_TASK DETAILS_
Print the records below exactly as they appear.

_GIVEN RECORDS_
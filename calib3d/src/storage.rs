//! On-disk layout of a calibration folder: one JSON array file per field.
//!
//! ```json
//! {"version":1,"name":"rotation","rows":3,"cols":3,"data":[...]}
//! ```
//!
//! `data` holds `rows * cols` values in row-major order.

use crate::Result;
use cv_core::Error;
use nalgebra::SMatrix;
use serde::{Deserialize, Serialize};
use std::fs::File;
use std::io::{BufReader, BufWriter, Write};
use std::path::{Path, PathBuf};

pub const FORMAT_VERSION: u32 = 1;
pub const FILE_EXTENSION: &str = "json";

#[derive(Debug, Clone, PartialEq, Serialize, Deserialize)]
pub struct ArrayFile {
    pub version: u32,
    pub name: String,
    pub rows: usize,
    pub cols: usize,
    pub data: Vec<f64>,
}

pub fn array_path(dir: &Path, name: &str) -> PathBuf {
    dir.join(format!("{name}.{FILE_EXTENSION}"))
}

pub fn write_array(dir: &Path, name: &str, rows: usize, cols: usize, data: &[f64]) -> Result<()> {
    if data.len() != rows * cols {
        return Err(Error::DimensionMismatch(format!(
            "{name}: {} values do not fill a {rows}x{cols} array",
            data.len()
        )));
    }
    if data.iter().any(|v| !v.is_finite()) {
        return Err(Error::InvalidInput(format!(
            "{name}: calibration values must be finite"
        )));
    }
    let file = ArrayFile {
        version: FORMAT_VERSION,
        name: name.to_string(),
        rows,
        cols,
        data: data.to_vec(),
    };
    let mut writer = BufWriter::new(File::create(array_path(dir, name))?);
    serde_json::to_writer(&mut writer, &file)?;
    writer.write_all(b"\n")?;
    writer.flush()?;
    Ok(())
}

pub fn write_matrix<const R: usize, const C: usize>(
    dir: &Path,
    name: &str,
    m: &SMatrix<f64, R, C>,
) -> Result<()> {
    let row_major: Vec<f64> = m.transpose().iter().copied().collect();
    write_array(dir, name, R, C, &row_major)
}

pub fn read_array(dir: &Path, name: &str) -> Result<ArrayFile> {
    let path = array_path(dir, name);
    let file = match File::open(&path) {
        Ok(f) => f,
        Err(e) if e.kind() == std::io::ErrorKind::NotFound => {
            return Err(Error::MissingCalibrationData(format!(
                "{} not found",
                path.display()
            )))
        }
        Err(e) => return Err(e.into()),
    };
    let array: ArrayFile = serde_json::from_reader(BufReader::new(file)).map_err(|e| {
        Error::MissingCalibrationData(format!("{} is corrupt: {e}", path.display()))
    })?;
    if array.version != FORMAT_VERSION {
        return Err(Error::MissingCalibrationData(format!(
            "{} has unsupported version {}",
            path.display(),
            array.version
        )));
    }
    let Some(expected) = array.rows.checked_mul(array.cols) else {
        return Err(Error::MissingCalibrationData(format!(
            "{} declares an oversized {}x{} array",
            path.display(),
            array.rows,
            array.cols
        )));
    };
    if array.data.len() != expected {
        return Err(Error::MissingCalibrationData(format!(
            "{} declares {}x{} but holds {} values",
            path.display(),
            array.rows,
            array.cols,
            array.data.len()
        )));
    }
    Ok(array)
}

pub fn read_matrix<const R: usize, const C: usize>(
    dir: &Path,
    name: &str,
) -> Result<SMatrix<f64, R, C>> {
    let array = read_array(dir, name)?;
    if array.rows != R || array.cols != C {
        return Err(Error::MissingCalibrationData(format!(
            "{name}: expected {R}x{C}, found {}x{}",
            array.rows, array.cols
        )));
    }
    Ok(SMatrix::from_row_slice(&array.data))
}

#[cfg(test)]
mod tests {
    use super::*;
    use nalgebra::Matrix3x4;

    #[test]
    fn matrices_are_stored_row_major() {
        let dir = tempfile::tempdir().unwrap();
        let m = Matrix3x4::new(1.0, 2.0, 3.0, 4.0, 5.0, 6.0, 7.0, 8.0, 9.0, 10.0, 11.0, 0.1 + 0.2);
        write_matrix(dir.path(), "p", &m).unwrap();

        let raw = read_array(dir.path(), "p").unwrap();
        assert_eq!(raw.data[..4], [1.0, 2.0, 3.0, 4.0]);
        let back: Matrix3x4<f64> = read_matrix(dir.path(), "p").unwrap();
        assert_eq!(back, m);
    }

    #[test]
    fn wrong_shape_is_missing_data() {
        let dir = tempfile::tempdir().unwrap();
        write_array(dir.path(), "r", 2, 2, &[1.0, 0.0, 0.0, 1.0]).unwrap();
        let err = read_matrix::<3, 3>(dir.path(), "r").unwrap_err();
        assert!(matches!(err, Error::MissingCalibrationData(_)));
    }

    #[test]
    fn corrupt_and_future_files_are_rejected() {
        let dir = tempfile::tempdir().unwrap();
        std::fs::write(array_path(dir.path(), "bad"), "{not json").unwrap();
        assert!(matches!(read_array(dir.path(), "bad"), Err(Error::MissingCalibrationData(_))));

        std::fs::write(
            array_path(dir.path(), "v2"),
            r#"{"version":2,"name":"v2","rows":1,"cols":1,"data":[1.0]}"#,
        )
        .unwrap();
        assert!(matches!(read_array(dir.path(), "v2"), Err(Error::MissingCalibrationData(_))));
        assert!(matches!(read_array(dir.path(), "absent"), Err(Error::MissingCalibrationData(_))));

        std::fs::write(
            array_path(dir.path(), "huge"),
            r#"{"version":1,"name":"huge","rows":4294967296,"cols":4294967296,"data":[]}"#,
        )
        .unwrap();
        assert!(matches!(read_array(dir.path(), "huge"), Err(Error::MissingCalibrationData(_))));
    }
}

_RESPONSE_
filename calib3d/src/storage.rs
//! On-disk layout of a calibration folder: one JSON array file per field.
//!
//! ```json
//! {"version":1,"name":"rotation","rows":3,"cols":3,"data":[...]}
//! ```
//!
//! `data` holds `rows * cols` values in row-major order.

use crate::Result;
use cv_core::Error;
use nalgebra::SMatrix;
use serde::{Deserialize, Serialize};
use std::fs::File;
use std::io::{BufReader, BufWriter, Write};
use std::path::{Path, PathBuf};

pub const FORMAT_VERSION: u32 = 1;
pub const FILE_EXTENSION: &str = "json";

#[derive(Debug, Clone, PartialEq, Serialize, Deserialize)]
pub struct ArrayFile {
    pub version: u32,
    pub name: String,
    pub rows: usize,
    pub cols: usize,
    pub data: Vec<f64>,
}

pub fn array_path(dir: &Path, name: &str) -> PathBuf {
    dir.join(format!("{name}.{FILE_EXTENSION}"))
}

pub fn write_array(dir: &Path, name: &str, rows: usize, cols: usize, data: &[f64]) -> Result<()> {
    if data.len() != rows * cols {
        return Err(Error::DimensionMismatch(format!(
            "{name}: {} values do not fill a {rows}x{cols} array",
            data.len()
        )));
    }
    if data.iter().any(|v| !v.is_finite()) {
        return Err(Error::InvalidInput(format!(
            "{name}: calibration values must be finite"
        )));
    }
    let file = ArrayFile {
        version: FORMAT_VERSION,
        name: name.to_string(),
        rows,
        cols,
        data: data.to_vec(),
    };
    let mut writer = BufWriter::new(File::create(array_path(dir, name))?);
    serde_json::to_writer(&mut writer, &file)?;
    writer.write_all(b"\n")?;
    writer.flush()?;
    Ok(())
}

pub fn write_matrix<const R: usize, const C: usize>(
    dir: &Path,
    name: &str,
    m: &SMatrix<f64, R, C>,
) -> Result<()> {
    let row_major: Vec<f64> = m.transpose().iter().copied().collect();
    write_array(dir, name, R, C, &row_major)
}

pub fn read_array(dir: &Path, name: &str) -> Result<ArrayFile> {
    let path = array_path(dir, name);
    let file = match File::open(&path) {
        Ok(f) => f,
        Err(e) if e.kind() == std::io::ErrorKind::NotFound => {
            return Err(Error::MissingCalibrationData(format!(
                "{} not found",
                path.display()
            )))
        }
        Err(e) => return Err(e.into()),
    };
    let array: ArrayFile = serde_json::from_reader(BufReader::new(file)).map_err(|e| {
        Error::MissingCalibrationData(format!("{} is corrupt: {e}", path.display()))
    })?;
    if array.version != FORMAT_VERSION {
        return Err(Error::MissingCalibrationData(format!(
            "{} has unsupported version {}",
            path.display(),
            array.version
        )));
    }
    let Some(expected) = array.rows.checked_mul(array.cols) else {
        return Err(Error::MissingCalibrationData(format!(
            "{} declares an oversized {}x{} array",
            path.display(),
            array.rows,
            array.cols
        )));
    };
    if array.data.len() != expected {
        return Err(Error::MissingCalibrationData(format!(
            "{} declares {}x{} but holds {} values",
            path.display(),
            array.rows,
            array.cols,
            array.data.len()
        )));
    }
    Ok(array)
}

pub fn read_matrix<const R: usize, const C: usize>(
    dir: &Path,
    name: &str,
) -> Result<SMatrix<f64, R, C>> {
    let array = read_array(dir, name)?;
    if array.rows != R || array.cols != C {
        return Err(Error::MissingCalibrationData(format!(
            "{name}: expected {R}x{C}, found {}x{}",
            array.rows, array.cols
        )));
    }
    Ok(SMatrix::from_row_slice(&array.data))
}

#[cfg(test)]
mod tests {
    use super::*;
    use nalgebra::Matrix3x4;

    #[test]
    fn matrices_are_stored_row_major() {
        let dir = tempfile::tempdir().unwrap();
        let m = Matrix3x4::new(1.0, 2.0, 3.0, 4.0, 5.0, 6.0, 7.0, 8.0, 9.0, 10.0, 11.0, 0.1 + 0.2);
        write_matrix(dir.path(), "p", &m).unwrap();

        let raw = read_array(dir.path(), "p").unwrap();
        assert_eq!(raw.data[..4], [1.0, 2.0, 3.0, 4.0]);
        let back: Matrix3x4<f64> = read_matrix(dir.path(), "p").unwrap();
        assert_eq!(back, m);
    }

    #[test]
    fn wrong_shape_is_missing_data() {
        let dir = tempfile::tempdir().unwrap();
        write_array(dir.path(), "r", 2, 2, &[1.0, 0.0, 0.0, 1.0]).unwrap();
        let err = read_matrix::<3, 3>(dir.path(), "r").unwrap_err();
        assert!(matches!(err, Error::MissingCalibrationData(_)));
    }

    #[test]
    fn corrupt_and_future_files_are_rejected() {
        let dir = tempfile::tempdir().unwrap();
        std::fs::write(array_path(dir.path(), "bad"), "{not json").unwrap();
        assert!(matches!(read_array(dir.path(), "bad"), Err(Error::MissingCalibrationData(_))));

        std::fs::write(
            array_path(dir.path(), "v2"),
            r#"{"version":2,"name":"v2","rows":1,"cols":1,"data":[1.0]}"#,
        )
        .unwrap();
        assert!(matches!(read_array(dir.path(), "v2"), Err(Error::MissingCalibrationData(_))));
        assert!(matches!(read_array(dir.path(), "absent"), Err(Error::MissingCalibrationData(_))));

        std::fs::write(
            array_path(dir.path(), "huge"),
            r#"{"version":1,"name":"huge","rows":4294967296,"cols":4294967296,"data":[]}"#,
        )
        .unwrap();
        assert!(matches!(read_array(dir.path(), "huge"), Err(Error::MissingCalibrationData(_))));
    }
}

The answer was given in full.